Чуда не произошло, но пришел поезд, и он под него не прыгнул.
- Ля-ля-ля, - напевала вонючая бомжиха в углу вагона.
- Моцарт, - вздохнул У., затухая.
Ну а воскресший в ночь на сегодня Бог качал в нее насосом дыхание для ее песенки.
СЛЕПОЕ ПЯТНО НА ЧИСТЫХ ПРУДАХ
Откуда-то известно, что домашние попугаи, которые выбрали свободу, и, улучив момент, сбегают из дома, обыкновенно гибнут, заклеванные стаями местных воробьев. А бегут они или в расположенные неподалеку леса, типа Битцевского парка, или же в рощицы микрорайонов. Так писало какое-то СМИ.
В центре же Москвы они часто превращаются в детские площадки во дворах, где обыкновенно тесные скверы, обозначенные по краям тяжелой листвой, отчего листья - не вылупившиеся сейчас еще полностью из древесины - шелестят особенно сыро. Лепнина нависает над асфальтом, сквозь разумные трещины в котором медленно лезет трава и другие предметы лежат сбоку.
Вот, сбоку стояла какая-то примерно школа: торцом, остальную часть двора ограничивал дом буквой Г, с оставшегося направления сараи-гаражи-дом-в-отдалении. Имелись качели, разного рода устройства для переползания по ним, клумбы, произведенные посредством насыпания земли с семенами во внутренность старых покрышек, крашеных различными нитрокрасками - желто-красно-зеленые, разумеется.
По стенке гаража буцкал мячом отрок: в демонстративном отдалении от группы девиц также не половозрелого возраста, но с оным сближающимся. Они тут прибежали и стали принимать замысловатые позы на металлических приспособлениях, вкопанных на дворике - предназначенных чуть ли не именно для них - во всяком случае, они в них точно вписывались, вползали во всякие поперечины. Получая этим всякое видимое удовольствие.
Еще стояли две бабки с двумя детьми: мальчиком и девочкой в песочнице, которые возили по песку крупный пластмассовый (желтый и красный) грузовик; девочке это было не в кайф, но мальчик заставлял ее играть.
Парочка сидела на вполне не укрытой от взглядов скамье, другой тут не было. Все их тисканья так что превращались в смех - не сразу, чуть повременив, конечно: после краткой паузы до смеха, в которой что-то слегка происходило между телами, но их сидение тут куда как не сводилось к телам: судороги их простегивали.

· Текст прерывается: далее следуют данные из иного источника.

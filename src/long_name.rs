//! Noms longs (VFAT) et génération des noms courts associés

use alloc::string::String;
use alloc::vec;
use alloc::vec::Vec;

use crate::directory::{CASE_LOWER_BASE, CASE_LOWER_EXT, LONG_NAME};
use crate::{Error, Result};

/// Caractères UTF-16 portés par un fragment
pub const CHARS_PER_SLOT: usize = 13;
pub const LAST_LONG_ENTRY: u8 = 0x40;
pub const MAX_NAME_UNITS: usize = 255;
const MAX_SEQUENCE: u8 = 20;

const UNIT_OFFSETS: [usize; CHARS_PER_SLOT] = [1, 3, 5, 7, 9, 14, 16, 18, 20, 22, 24, 28, 30];

/// Fragment de nom long tel que stocké sur le disque
#[derive(Debug, Clone, Copy, PartialEq, Eq)]
pub struct LfnSlot {
    pub sequence: u8,
    pub last: bool,
    pub checksum: u8,
    pub units: [u16; CHARS_PER_SLOT],
}

impl LfnSlot {
    pub fn parse(raw: &[u8]) -> Self {
        let mut units = [0u16; CHARS_PER_SLOT];
        for (unit, &offset) in units.iter_mut().zip(UNIT_OFFSETS.iter()) {
            *unit = u16::from_le_bytes([raw[offset], raw[offset + 1]]);
        }
        Self {
            sequence: raw[0] & 0x1f,
            last: raw[0] & LAST_LONG_ENTRY != 0,
            checksum: raw[13],
            units,
        }
    }

    pub fn encode(&self, raw: &mut [u8]) {
        raw[0] = self.sequence | if self.last { LAST_LONG_ENTRY } else { 0 };
        raw[11] = LONG_NAME;
        raw[12] = 0;
        raw[13] = self.checksum;
        raw[26] = 0;
        raw[27] = 0;
        for (unit, &offset) in self.units.iter().zip(UNIT_OFFSETS.iter()) {
            raw[offset..offset + 2].copy_from_slice(&unit.to_le_bytes());
        }
    }
}

/// Somme de contrôle du nom court liant les fragments à leur entrée
pub fn short_name_checksum(name: &[u8; 11]) -> u8 {
    name.iter()
        .fold(0u8, |sum, &b| ((sum & 1) << 7).wrapping_add(sum >> 1).wrapping_add(b))
}

/// Reconstitue un nom long à partir des fragments lus dans l'ordre du disque
#[derive(Debug, Default)]
pub struct LongNameBuilder {
    units: Vec<u16>,
    expected: u8,
    checksum: u8,
}

impl LongNameBuilder {
    pub fn reset(&mut self) {
        self.units.clear();
        self.expected = 0;
    }

    pub fn push(&mut self, slot: &LfnSlot) {
        if slot.sequence == 0 || slot.sequence > MAX_SEQUENCE {
            self.reset();
            return;
        }

        if slot.last {
            self.units = vec![0xFFFF; slot.sequence as usize * CHARS_PER_SLOT];
            self.checksum = slot.checksum;
        } else if self.expected == 0
            || slot.sequence + 1 != self.expected
            || slot.checksum != self.checksum
        {
            self.reset();
            return;
        }

        let start = (slot.sequence as usize - 1) * CHARS_PER_SLOT;
        self.units[start..start + CHARS_PER_SLOT].copy_from_slice(&slot.units);
        self.expected = slot.sequence;
    }

    /// Termine la séquence sur l'entrée courte. `None` si la séquence est
    /// incomplète ou n'appartient pas à ce nom court.
    pub fn finish(&mut self, short_name: &[u8; 11]) -> Option<String> {
        let complete = self.expected == 1 && self.checksum == short_name_checksum(short_name);
        let name = complete.then(|| {
            let len = self.units.iter().position(|&u| u == 0x0000).unwrap_or(self.units.len());
            char::decode_utf16(self.units[..len].iter().copied())
                .map(|c| c.unwrap_or(char::REPLACEMENT_CHARACTER))
                .collect::<String>()
        });
        self.reset();
        name.filter(|n| !n.is_empty())
    }
}

/// Découpe `name` en fragments, dans l'ordre d'écriture (dernier fragment en tête)
pub fn long_name_slots(name: &str, checksum: u8) -> Vec<LfnSlot> {
    let units: Vec<u16> = name.encode_utf16().collect();
    let count = units.len().div_ceil(CHARS_PER_SLOT);

    (1..=count)
        .rev()
        .map(|sequence| {
            let mut chunk = [0xFFFF; CHARS_PER_SLOT];
            for (i, unit) in chunk.iter_mut().enumerate() {
                let index = (sequence - 1) * CHARS_PER_SLOT + i;
                if index < units.len() {
                    *unit = units[index];
                } else if index == units.len() {
                    *unit = 0x0000;
                }
            }
            LfnSlot {
                sequence: sequence as u8,
                last: sequence == count,
                checksum,
                units: chunk,
            }
        })
        .collect()
}

/// Nombre d'emplacements pour un nom long plus son entrée courte
pub fn slot_count(name: &str) -> usize {
    name.encode_utf16().count().div_ceil(CHARS_PER_SLOT) + 1
}

pub fn validate_name(name: &str) -> Result<()> {
    if name.is_empty() || name == "." || name == ".." {
        return Err(Error::InvalidName);
    }
    if name.trim_end_matches(['.', ' ']).is_empty() {
        return Err(Error::InvalidName);
    }
    if name.encode_utf16().count() > MAX_NAME_UNITS {
        return Err(Error::InvalidName);
    }
    if name.chars().any(|c| (c as u32) < 0x20 || "\"*/:<>?\\|".contains(c)) {
        return Err(Error::InvalidName);
    }
    Ok(())
}

fn is_short_char(c: u8) -> bool {
    c.is_ascii_alphanumeric() || b"$%'-_@~`!(){}^#&".contains(&c)
}

/// Casse d'une partie de nom court : `Some(true)` tout en minuscules,
/// `Some(false)` sans minuscules, `None` si mélangée.
fn uniform_case(part: &[u8]) -> Option<bool> {
    let lower = part.iter().any(|c| c.is_ascii_lowercase());
    let upper = part.iter().any(|c| c.is_ascii_uppercase());
    match (lower, upper) {
        (true, true) => None,
        (lower, _) => Some(lower),
    }
}

/// Nom court exact et drapeaux de casse si `name` tient en 8.3
pub fn short_name_for(name: &str) -> Option<([u8; 11], u8)> {
    let bytes = name.as_bytes();
    if !name.is_ascii() || bytes.first() == Some(&b'.') {
        return None;
    }

    let (base, ext) = match name.rfind('.') {
        Some(dot) => (&bytes[..dot], &bytes[dot + 1..]),
        None => (bytes, &[][..]),
    };
    if base.is_empty() || base.len() > 8 || ext.len() > 3 || (name.contains('.') && ext.is_empty()) {
        return None;
    }
    if !base.iter().chain(ext.iter()).all(|&c| is_short_char(c)) {
        return None;
    }

    let mut flags = 0;
    if uniform_case(base)? {
        flags |= CASE_LOWER_BASE;
    }
    if uniform_case(ext)? {
        flags |= CASE_LOWER_EXT;
    }

    let mut short = [b' '; 11];
    for (dst, src) in short[..8].iter_mut().zip(base) {
        *dst = src.to_ascii_uppercase();
    }
    for (dst, src) in short[8..].iter_mut().zip(ext) {
        *dst = src.to_ascii_uppercase();
    }
    Some((short, flags))
}

/// Nom court de base (sans suffixe ~N) dérivé d'un nom long
pub fn basis_name(name: &str) -> [u8; 11] {
    let name = name.trim_start_matches('.');
    let (base, ext) = match name.rfind('.') {
        Some(dot) => (&name[..dot], &name[dot + 1..]),
        None => (name, ""),
    };

    let convert = |part: &str, out: &mut [u8]| {
        let chars = part
            .chars()
            .filter(|&c| c != ' ' && c != '.')
            .map(|c| match c {
                c if c.is_ascii() && is_short_char(c as u8) => c.to_ascii_uppercase() as u8,
                _ => b'_',
            });
        for (dst, src) in out.iter_mut().zip(chars) {
            *dst = src;
        }
    };

    let mut short = [b' '; 11];
    convert(base, &mut short[..8]);
    convert(ext, &mut short[8..]);
    if short[0] == b' ' {
        short[0] = b'_';
    }
    short
}

/// Ajoute le suffixe `~n` à un nom de base
pub fn with_tail(basis: &[u8; 11], n: u32) -> [u8; 11] {
    let mut digits = [0u8; 10];
    let mut len = 0;
    let mut value = n;
    loop {
        digits[len] = b'0' + (value % 10) as u8;
        len += 1;
        value /= 10;
        if value == 0 {
            break;
        }
    }

    let base_len = basis[..8].iter().rposition(|&b| b != b' ').map_or(0, |p| p + 1);
    let keep = base_len.min(8 - (len + 1));

    let mut short = *basis;
    short[keep] = b'~';
    for i in 0..len {
        short[keep + 1 + i] = digits[len - 1 - i];
    }
    for b in short[keep + 1 + len..8].iter_mut() {
        *b = b' ';
    }
    short
}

К их счастью - даже глаза, а еще и общая лихорадка.
Попугаи, не способные по территориальным причинам улететь в осенний лес, они превращаются в такие вот устройства жизни - учитывая при этом типические соответствия и повторяемость окраски предметов, расположенных на таких площадках, их оперению.
То есть, воробьи их так в центре города и задалбливали, и вот этот, будучи затюканным, распался на эти здесь шины, жердочки и так далее. Таким образом, всякая детская площадка является обратной сборкой попугая, сводя на данной территории части рассыпавшегося существа. То есть, по сути является некоторым оптическим устройством или просто ловушкой. Позволяющей уловить вместе разрозненные обстоятельства жизни. Всегда можно поднять попугая своей жизни сборкой ее деталей, огрызков, писем.

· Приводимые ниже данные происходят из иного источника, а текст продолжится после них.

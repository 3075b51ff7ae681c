//! Table de partitions MBR

use alloc::vec;

use byteorder::{ByteOrder, LittleEndian};

use crate::{BlockDevice, Error, Result};

const TABLE_OFFSET: usize = 0x1BE;
const ENTRY_SIZE: usize = 16;
const SIGNATURE_OFFSET: usize = 510;

pub const PARTITION_TYPE_FREE: u8 = 0x00;
pub const PARTITION_TYPE_FAT12: u8 = 0x01;
pub const PARTITION_TYPE_FAT16_32MB: u8 = 0x04;
pub const PARTITION_TYPE_FAT16: u8 = 0x06;
pub const PARTITION_TYPE_FAT32: u8 = 0x0B;
pub const PARTITION_TYPE_FAT32_LBA: u8 = 0x0C;
pub const PARTITION_TYPE_FAT16_LBA: u8 = 0x0E;

/// Quelle partition ouvrir
#[derive(Debug, Clone, Copy, PartialEq, Eq)]
pub enum PartitionSelector {
    /// Entrée 0 à 3 de la table
    Slot(u8),
    /// Première entrée non vide de type FAT
    FirstFat,
    /// Pas de table : tout le support ("superfloppy")
    Whole,
    /// `FirstFat`, sinon tout le support
    Auto,
}

/// Fenêtre de secteurs sur le support
#[derive(Debug, Clone, Copy, PartialEq, Eq)]
pub struct Partition {
    pub start_sector: u32,
    pub sector_count: u32,
    pub kind: u8,
}

impl Partition {
    pub fn is_fat(&self) -> bool {
        matches!(
            self.kind,
            PARTITION_TYPE_FAT12
                | PARTITION_TYPE_FAT16_32MB
                | PARTITION_TYPE_FAT16
                | PARTITION_TYPE_FAT32
                | PARTITION_TYPE_FAT32_LBA
                | PARTITION_TYPE_FAT16_LBA
        )
    }

    pub fn whole_device<D: BlockDevice>(device: &D) -> Self {
        Self {
            start_sector: 0,
            sector_count: device.sector_count(),
            kind: PARTITION_TYPE_FREE,
        }
    }

    /// Lit le secteur 0 et choisit une partition. La table n'est jamais modifiée.
    pub fn open<D: BlockDevice>(device: &mut D, selector: PartitionSelector) -> Result<Self> {
        if selector == PartitionSelector::Whole {
            return Ok(Self::whole_device(device));
        }

        let mut sector = vec![0u8; device.sector_size()];
        device.read_sector(0, &mut sector)?;

        let found = Self::select(&sector, selector);
        match (found, selector) {
            (Some(partition), _) => {
                log::debug!("partition: {:?}", partition);
                Ok(partition)
            }
            (None, PartitionSelector::Auto) => {
                log::debug!("pas de table de partitions valide, support entier");
                Ok(Self::whole_device(device))
            }
            (None, _) => Err(Error::NotFound),
        }
    }

    /// Choisit une entrée dans un secteur 0 déjà lu
    pub fn select(sector: &[u8], selector: PartitionSelector) -> Option<Self> {
        if !has_signature(sector) {
            return None;
        }

        match selector {
            PartitionSelector::Slot(index) => {
                entry(sector, index as usize).filter(|p| p.kind != PARTITION_TYPE_FREE)
            }
            PartitionSelector::FirstFat | PartitionSelector::Auto => (0..4)
                .filter_map(|i| entry(sector, i))
                .find(|p| p.is_fat() && p.sector_count != 0),
            PartitionSelector::Whole => None,
        }
    }
}

fn has_signature(sector: &[u8]) -> bool {
    sector.len() >= 512 && sector[SIGNATURE_OFFSET] == 0x55 && sector[SIGNATURE_OFFSET + 1] == 0xAA
}

fn entry(sector: &[u8], index: usize) -> Option<Partition> {
    if index >= 4 {
        return None;
    }
    let raw = &sector[TABLE_OFFSET + index * ENTRY_SIZE..TABLE_OFFSET + (index + 1) * ENTRY_SIZE];
    Some(Partition {
        kind: raw[4],
        start_sector: LittleEndian::read_u32(&raw[8..12]),
        sector_count: LittleEndian::read_u32(&raw[12..16]),
    })
}

#[cfg(test)]
mod tests {
    use super::*;
    use crate::MemoryDevice;

    fn mbr(entries: &[(usize, u8, u32, u32)]) -> MemoryDevice {
        let mut dev = MemoryDevice::new(128, 512);
        let data = dev.as_bytes_mut();
        for &(i, kind, start, count) in entries {
            let base = TABLE_OFFSET + i * ENTRY_SIZE;
            data[base + 4] = kind;
            data[base + 8..base + 12].copy_from_slice(&start.to_le_bytes());
            data[base + 12..base + 16].copy_from_slice(&count.to_le_bytes());
        }
        data[510] = 0x55;
        data[511] = 0xAA;
        dev
    }

    #[test]
    fn test_single_fat16_entry() {
        let mut dev = mbr(&[(0, 0x06, 2048, 65536)]);
        let p = Partition::open(&mut dev, PartitionSelector::Auto).unwrap();
        assert_eq!((p.start_sector, p.sector_count, p.kind), (2048, 65536, 0x06));
    }

    #[test]
    fn test_no_signature_superfloppy() {
        let mut dev = MemoryDevice::new(128, 512);
        let p = Partition::open(&mut dev, PartitionSelector::Auto).unwrap();
        assert_eq!((p.start_sector, p.sector_count), (0, 128));

        assert_eq!(
            Partition::open(&mut dev, PartitionSelector::FirstFat),
            Err(Error::NotFound)
        );
    }

    #[test]
    fn test_slot_selection() {
        let mut dev = mbr(&[(0, 0x83, 64, 10), (2, 0x0C, 80, 40)]);
        let p = Partition::open(&mut dev, PartitionSelector::Slot(0)).unwrap();
        assert_eq!(p.kind, 0x83);

        assert_eq!(
            Partition::open(&mut dev, PartitionSelector::Slot(1)),
            Err(Error::NotFound)
        );

        // la première entrée n'est pas FAT
        let p = Partition::open(&mut dev, PartitionSelector::FirstFat).unwrap();
        assert_eq!(p.start_sector, 80);
    }

    #[test]
    fn test_empty_slot_auto_fallback() {
        let mut dev = mbr(&[]);
        let p = Partition::open(&mut dev, PartitionSelector::Auto).unwrap();
        assert_eq!(p.start_sector, 0);
    }
}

Конечно, такими уловками было что угодно и всюду: запах сигарет примерно "Столичных" раскупоривал семидесятые годы со всей их пере-размножившейся научно-технической интеллигенцией, пусть даже и в противоречии с обликом их нынешнего - прошедшего мимо - курильщика. То же было и с запахом каши из окна в первом этаже, отсылавшего уже в какие-то детские учреждения, плюс запах неподмытых детей. Запах диз.топлива имел большое общее со страданиями агропромышленного комплекса, а также с военным запахом канцелярий и штабов, с чадящим за окном самосвалом.
Свои дорожки в другие жизни производили и всякого рода этикетки, наклейки, пустая тара. Сморщенный стержень от шариковой ручки неминуемо переадресовывал внимание памяти к школьным годам - вполне безошибочно, поскольку тут же стояла школа, откуда этот жеваный стержень и выпал. Соответственно, тот или иной возраст, вызванный подобными знаками-отметинами, восстанавливался в подробностях, не сводимых к подробностям памяти. Запах взорвавшихся детских пистонов. Скрип качелей, как кровати в общежитии. И все горящие в доме окна - слегка темнело - напоминали о нескольких бездомностях разных лет.